Using the records below, filter for lines that contain the string "single" and copy them out.

┌──

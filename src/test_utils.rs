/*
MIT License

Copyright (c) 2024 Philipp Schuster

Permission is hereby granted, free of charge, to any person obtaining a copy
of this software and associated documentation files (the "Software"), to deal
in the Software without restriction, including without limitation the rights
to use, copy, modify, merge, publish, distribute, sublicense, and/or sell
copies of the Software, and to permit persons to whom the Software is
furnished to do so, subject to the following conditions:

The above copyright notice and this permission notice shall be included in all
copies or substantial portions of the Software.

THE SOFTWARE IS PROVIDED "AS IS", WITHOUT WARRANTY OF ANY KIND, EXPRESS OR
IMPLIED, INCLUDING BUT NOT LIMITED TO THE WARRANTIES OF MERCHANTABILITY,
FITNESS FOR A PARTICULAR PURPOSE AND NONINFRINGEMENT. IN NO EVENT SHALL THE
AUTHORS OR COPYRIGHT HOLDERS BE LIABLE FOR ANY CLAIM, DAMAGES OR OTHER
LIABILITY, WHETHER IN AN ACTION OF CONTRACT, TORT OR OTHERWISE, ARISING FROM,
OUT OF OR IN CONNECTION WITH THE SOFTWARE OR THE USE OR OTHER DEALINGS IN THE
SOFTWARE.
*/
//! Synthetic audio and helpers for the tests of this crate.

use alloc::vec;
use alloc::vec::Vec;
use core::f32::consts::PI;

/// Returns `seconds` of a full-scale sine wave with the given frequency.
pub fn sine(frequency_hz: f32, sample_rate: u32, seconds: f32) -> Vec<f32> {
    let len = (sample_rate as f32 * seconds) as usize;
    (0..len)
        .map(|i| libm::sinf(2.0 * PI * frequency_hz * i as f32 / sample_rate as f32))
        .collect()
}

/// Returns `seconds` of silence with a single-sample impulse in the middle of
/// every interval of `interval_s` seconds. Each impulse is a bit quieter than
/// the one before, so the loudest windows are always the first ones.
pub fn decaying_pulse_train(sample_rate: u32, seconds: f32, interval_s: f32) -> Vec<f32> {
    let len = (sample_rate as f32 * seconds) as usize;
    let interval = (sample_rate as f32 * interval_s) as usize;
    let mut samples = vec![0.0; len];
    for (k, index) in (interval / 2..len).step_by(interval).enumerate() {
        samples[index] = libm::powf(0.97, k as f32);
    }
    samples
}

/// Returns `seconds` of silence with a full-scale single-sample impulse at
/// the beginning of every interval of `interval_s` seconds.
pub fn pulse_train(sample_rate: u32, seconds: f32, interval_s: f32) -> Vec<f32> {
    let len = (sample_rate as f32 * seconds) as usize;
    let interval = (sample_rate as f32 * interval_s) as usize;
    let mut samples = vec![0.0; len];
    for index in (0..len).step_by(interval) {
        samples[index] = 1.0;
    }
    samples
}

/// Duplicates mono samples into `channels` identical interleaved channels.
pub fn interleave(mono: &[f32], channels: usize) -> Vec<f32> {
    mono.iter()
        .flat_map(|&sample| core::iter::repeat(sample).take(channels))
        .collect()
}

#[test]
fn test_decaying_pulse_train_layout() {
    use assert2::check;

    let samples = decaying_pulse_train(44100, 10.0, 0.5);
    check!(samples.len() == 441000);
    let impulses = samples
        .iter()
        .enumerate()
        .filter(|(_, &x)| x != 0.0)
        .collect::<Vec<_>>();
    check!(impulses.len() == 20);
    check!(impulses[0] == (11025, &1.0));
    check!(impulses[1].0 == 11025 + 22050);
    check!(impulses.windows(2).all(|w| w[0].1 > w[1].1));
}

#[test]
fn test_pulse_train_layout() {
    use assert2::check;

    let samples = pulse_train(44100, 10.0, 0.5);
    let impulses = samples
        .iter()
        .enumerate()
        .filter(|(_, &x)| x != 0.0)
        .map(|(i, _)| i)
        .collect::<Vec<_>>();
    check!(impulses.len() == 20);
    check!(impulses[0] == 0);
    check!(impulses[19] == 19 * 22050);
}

└──

Response box:
/// Returns `seconds` of silence with a single-sample impulse in the middle of
/// Returns `seconds` of silence with a full-scale single-sample impulse at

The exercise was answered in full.